Am 10. März 1994 trafen sich Vertreter von Stadt, Landkreis, Roter Armee und der Baufirma Kesting im Oranienburger Schloss, um den Umbau der Kommandantur zum Gymnasium vertraglich zu vereinbaren. Schon drei Wochen später begannen die Bauarbeiten bei laufendem Militärbetrieb. Der Schulbetrieb startete am 22. August desselben Jahres. Beim Festakt spricht Schröter von einem einzigartigen Konversionsprojekt, das „ohne die großartige Kooperationsbereitschaft der Streitkräfte, ohne mutige Stadtplaner und Investoren“ nicht zu Stande gekommen wäre. Und Schröter sagt auch ganz offen, wie Verhandlungen im Jahre 1994 so abliefen. „Da wurde auch Wodka getrunken, manchmal mehr, als eine Leber verarbeiten kann“, berichtet der Landrat, der damals offenbar ganz gut mithalten konnte, amüsiert. Vielleicht ist auch so zu erklären, warum es seinerzeit alles so unglaublich schnell über die Bühne ging. Heute braucht Schröters Bauordnungsamt jedenfalls bis zu neun Monate, um den Bauantrag für eine Schule zu prüfen, was selbst mutigen Stadtplanern den Angstschweiß auf die Stirn treibt.

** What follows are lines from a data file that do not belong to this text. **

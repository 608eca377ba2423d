// This Source Code Form is subject to the terms of the Mozilla Public
// License, v. 2.0. If a copy of the MPL was not distributed with this
// file, You can obtain one at http://mozilla.org/MPL/2.0/.

//! Physical quantities (a value with a unit), and code to parse strings into
//! them.
//!
//! This is deliberately not a general unit-algebra library. Every [`Unit`]
//! belongs to exactly one [`Dimension`] and is a scaled version of that
//! dimension's base unit; conversions and arithmetic between quantities are
//! only allowed within a dimension. Anything fancier (e.g. flux density times
//! area) is done on plain SI `f64`s by the code that needs it.

mod error;

pub use error::UnitError;

use std::{cmp::Ordering, fmt, ops::Div, ops::Mul, str::FromStr};

use serde::{Deserialize, Deserializer, Serialize, Serializer};
use strum::{EnumMessage, IntoEnumIterator};
use strum_macros::{Display, EnumIter, EnumMessage, EnumString, IntoStaticStr};

use crate::constants::PI;

/// The physical dimension of a [`Unit`].
#[derive(Debug, Clone, Copy, PartialEq, Eq, Hash, Display)]
pub enum Dimension {
    #[strum(serialize = "frequency")]
    Frequency,

    #[strum(serialize = "time")]
    Time,

    #[strum(serialize = "flux density")]
    FluxDensity,

    #[strum(serialize = "temperature")]
    Temperature,

    #[strum(serialize = "length")]
    Length,

    #[strum(serialize = "angle")]
    Angle,

    #[strum(serialize = "dimensionless")]
    Dimensionless,
}

impl Dimension {
    /// The unit all other units of this dimension are scaled against.
    pub fn base_unit(self) -> Unit {
        match self {
            Dimension::Frequency => Unit::Hz,
            Dimension::Time => Unit::Second,
            Dimension::FluxDensity => Unit::Jansky,
            Dimension::Temperature => Unit::Kelvin,
            Dimension::Length => Unit::Metre,
            Dimension::Angle => Unit::Degree,
            Dimension::Dimensionless => Unit::Dimensionless,
        }
    }
}

/// All units understood by this crate. The strings are what users write in
/// input maps and arguments files; the `to_string` one is what gets displayed.
#[derive(
    Debug,
    Clone,
    Copy,
    PartialEq,
    Eq,
    Hash,
    Default,
    Display,
    EnumIter,
    EnumMessage,
    EnumString,
    IntoStaticStr,
)]
pub enum Unit {
    #[strum(to_string = "Hz")]
    Hz,

    #[strum(to_string = "kHz")]
    KHz,

    #[strum(to_string = "MHz")]
    MHz,

    #[strum(to_string = "GHz")]
    GHz,

    #[strum(to_string = "s")]
    Second,

    #[strum(to_string = "min")]
    Minute,

    #[strum(to_string = "h")]
    Hour,

    #[strum(to_string = "uJy", serialize = "µJy")]
    MicroJansky,

    #[strum(to_string = "mJy")]
    MilliJansky,

    #[strum(to_string = "Jy")]
    Jansky,

    #[strum(to_string = "K")]
    Kelvin,

    #[strum(to_string = "um", serialize = "µm")]
    Micrometre,

    #[strum(to_string = "mm")]
    Millimetre,

    #[strum(to_string = "cm")]
    Centimetre,

    #[strum(to_string = "m")]
    Metre,

    #[strum(to_string = "deg")]
    Degree,

    #[strum(to_string = "rad")]
    Radian,

    #[default]
    #[strum(to_string = "", serialize = "dimensionless")]
    Dimensionless,
}

impl Unit {
    pub fn dimension(self) -> Dimension {
        match self {
            Unit::Hz | Unit::KHz | Unit::MHz | Unit::GHz => Dimension::Frequency,
            Unit::Second | Unit::Minute | Unit::Hour => Dimension::Time,
            Unit::MicroJansky | Unit::MilliJansky | Unit::Jansky => Dimension::FluxDensity,
            Unit::Kelvin => Dimension::Temperature,
            Unit::Micrometre | Unit::Millimetre | Unit::Centimetre | Unit::Metre => {
                Dimension::Length
            }
            Unit::Degree | Unit::Radian => Dimension::Angle,
            Unit::Dimensionless => Dimension::Dimensionless,
        }
    }

    /// Multiply a value in this unit by this factor to get the value in the
    /// dimension's base unit.
    pub fn scale(self) -> f64 {
        match self {
            Unit::Hz => 1.0,
            Unit::KHz => 1e3,
            Unit::MHz => 1e6,
            Unit::GHz => 1e9,
            Unit::Second => 1.0,
            Unit::Minute => 60.0,
            Unit::Hour => 3600.0,
            Unit::MicroJansky => 1e-6,
            Unit::MilliJansky => 1e-3,
            Unit::Jansky => 1.0,
            Unit::Kelvin => 1.0,
            Unit::Micrometre => 1e-6,
            Unit::Millimetre => 1e-3,
            Unit::Centimetre => 1e-2,
            Unit::Metre => 1.0,
            Unit::Degree => 1.0,
            Unit::Radian => 180.0 / PI,
            Unit::Dimensionless => 1.0,
        }
    }

    pub fn is_convertible_to(self, other: Unit) -> bool {
        self.dimension() == other.dimension()
    }
}

impl Serialize for Unit {
    fn serialize<S: Serializer>(&self, serializer: S) -> Result<S::Ok, S::Error> {
        let s: &'static str = self.into();
        serializer.serialize_str(s)
    }
}

impl<'de> Deserialize<'de> for Unit {
    fn deserialize<D: Deserializer<'de>>(deserializer: D) -> Result<Self, D::Error> {
        let s = String::deserialize(deserializer)?;
        Unit::from_str(s.trim())
            .map_err(|_| serde::de::Error::custom(UnitError::UnknownUnit(s.clone())))
    }
}

/// A physical value with a unit. In input maps and arguments files, this is
/// written as `{ value = 100, unit = "GHz" }`; a missing unit means
/// dimensionless.
#[derive(Debug, Clone, Copy, PartialEq, Serialize, Deserialize)]
pub struct Quantity {
    value: f64,

    #[serde(default)]
    unit: Unit,
}

impl Quantity {
    pub const fn new(value: f64, unit: Unit) -> Quantity {
        Quantity { value, unit }
    }

    pub const fn dimensionless(value: f64) -> Quantity {
        Quantity::new(value, Unit::Dimensionless)
    }

    pub fn value(&self) -> f64 {
        self.value
    }

    pub fn unit(&self) -> Unit {
        self.unit
    }

    pub fn dimension(&self) -> Dimension {
        self.unit.dimension()
    }

    /// The value expressed in the base unit of this quantity's dimension.
    pub fn base_value(&self) -> f64 {
        self.value * self.unit.scale()
    }

    /// Convert to another unit of the same dimension.
    pub fn to(&self, unit: Unit) -> Result<Quantity, UnitError> {
        if !self.unit.is_convertible_to(unit) {
            return Err(UnitError::Incompatible {
                from: self.unit,
                to: unit,
            });
        }
        Ok(Quantity::new(self.base_value() / unit.scale(), unit))
    }

    /// Get the value of this quantity in another unit of the same dimension.
    pub fn value_in(&self, unit: Unit) -> Result<f64, UnitError> {
        self.to(unit).map(|q| q.value)
    }

    /// Add two quantities of the same dimension. The result has `self`'s unit.
    pub fn checked_add(&self, other: &Quantity) -> Result<Quantity, UnitError> {
        let other = other.to(self.unit)?;
        Ok(Quantity::new(self.value + other.value, self.unit))
    }

    /// Subtract two quantities of the same dimension. The result has `self`'s
    /// unit.
    pub fn checked_sub(&self, other: &Quantity) -> Result<Quantity, UnitError> {
        let other = other.to(self.unit)?;
        Ok(Quantity::new(self.value - other.value, self.unit))
    }

    /// Compare two quantities of the same dimension. `None` is returned in the
    /// `Ok` variant if either value is NaN.
    pub fn checked_cmp(&self, other: &Quantity) -> Result<Option<Ordering>, UnitError> {
        let other = other.to(self.unit)?;
        Ok(self.value.partial_cmp(&other.value))
    }

    /// Round the value to the given number of decimal places.
    pub fn round(&self, decimals: i32) -> Quantity {
        let factor = 10_f64.powi(decimals);
        Quantity::new((self.value * factor).round() / factor, self.unit)
    }
}

impl Mul<f64> for Quantity {
    type Output = Quantity;

    fn mul(self, rhs: f64) -> Quantity {
        Quantity::new(self.value * rhs, self.unit)
    }
}

impl Div<f64> for Quantity {
    type Output = Quantity;

    fn div(self, rhs: f64) -> Quantity {
        Quantity::new(self.value / rhs, self.unit)
    }
}

impl fmt::Display for Quantity {
    fn fmt(&self, f: &mut fmt::Formatter<'_>) -> fmt::Result {
        match f.precision() {
            Some(p) => write!(f, "{:.*}", p, self.value)?,
            None => write!(f, "{}", self.value)?,
        }
        if self.unit != Unit::Dimensionless {
            write!(f, " {}", self.unit)?;
        }
        Ok(())
    }
}

/// Parse a string that may have a unit attached to it, e.g. "7.5 GHz" or
/// "7.5GHz". A naked number is interpreted with `default_unit`. The parsed unit
/// must have the same dimension as `default_unit`.
pub fn parse_quantity(s: &str, default_unit: Unit) -> Result<Quantity, UnitError> {
    let dimension = default_unit.dimension();
    let trimmed = s.trim();

    // Try to parse a naked number.
    let maybe_number: Option<f64> = trimmed.parse().ok();
    if let Some(number) = maybe_number {
        return Ok(Quantity::new(number, default_unit));
    };

    // That didn't work; let's search over our supported units. A suffix
    // like "Hz" also matches "GHz", so only give up once every unit has been
    // tried.
    let mut matched_unit = None;
    let spellings = Unit::iter()
        .filter(|&u| u != Unit::Dimensionless)
        .flat_map(|u| u.get_serializations().iter().map(move |&s| (u, s)));
    for (unit, unit_str) in spellings {
        let Some(prefix) = trimmed.strip_suffix(unit_str) else {
            continue;
        };
        match prefix.trim().parse::<f64>() {
            Ok(number) => {
                if unit.dimension() != dimension {
                    return Err(UnitError::WrongDimension {
                        input: s.to_string(),
                        expected: dimension,
                        got: unit.dimension(),
                    });
                }
                return Ok(Quantity::new(number, unit));
            }
            Err(_) => matched_unit = Some(unit_str),
        }
    }

    // If we made it this far, we don't know how to parse the string.
    match matched_unit {
        Some(unit) => Err(UnitError::GotUnitButCantParse {
            input: s.to_string(),
            unit,
        }),
        None => Err(UnitError::Unknown {
            input: s.to_string(),
            dimension,
        }),
    }
}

Es waren wohl andere Zeiten damals. Daran erinnert auch Gabriele Schiebe, die schon vor 20 Jahren an der Schule lehrte. „Es war spannend und eine Herausforderung“, erinnert sie. Die Schule ging mit 423 Schülern in 16 Klassen ans Netz. Unterrichtet wurde zunächst auf einer Baustelle von 26 Lehrern. Ein Seitenflügel wurde erst zwei Jahre später fertig, die heutige Sporthalle war noch Zukunftsmusik. Der Sportunterricht wurde in der heutigen Aula abgehalten. „Hier war nur Hochsprung, Bodenturnen und Volleyball möglich“, erzählt Steffen Hennes, Absolvent des ersten Abiturjahrgangs, beim Festakt in einem Interview auf der Bühne. Viele Lehrer waren vor 20 Jahren schon an Bord. „Es war damals das jüngste Kollegium im ganzen Land“, sagt Interims-Schulleiterin Schiebe. Inzwischen seien zwar einige graue Haare und Falten hinzugekommen, von der Begeisterung der Anfangsjahre aber noch viel übriggeblieben. Das gute Verhältnis zwischen Lehrern und Schülern ist offenbar weiterhin intakt. Das wird beim Festakt unter anderem bei einem amüsanten Duell deutlich, das sich Eleven und Pauker singend liefern.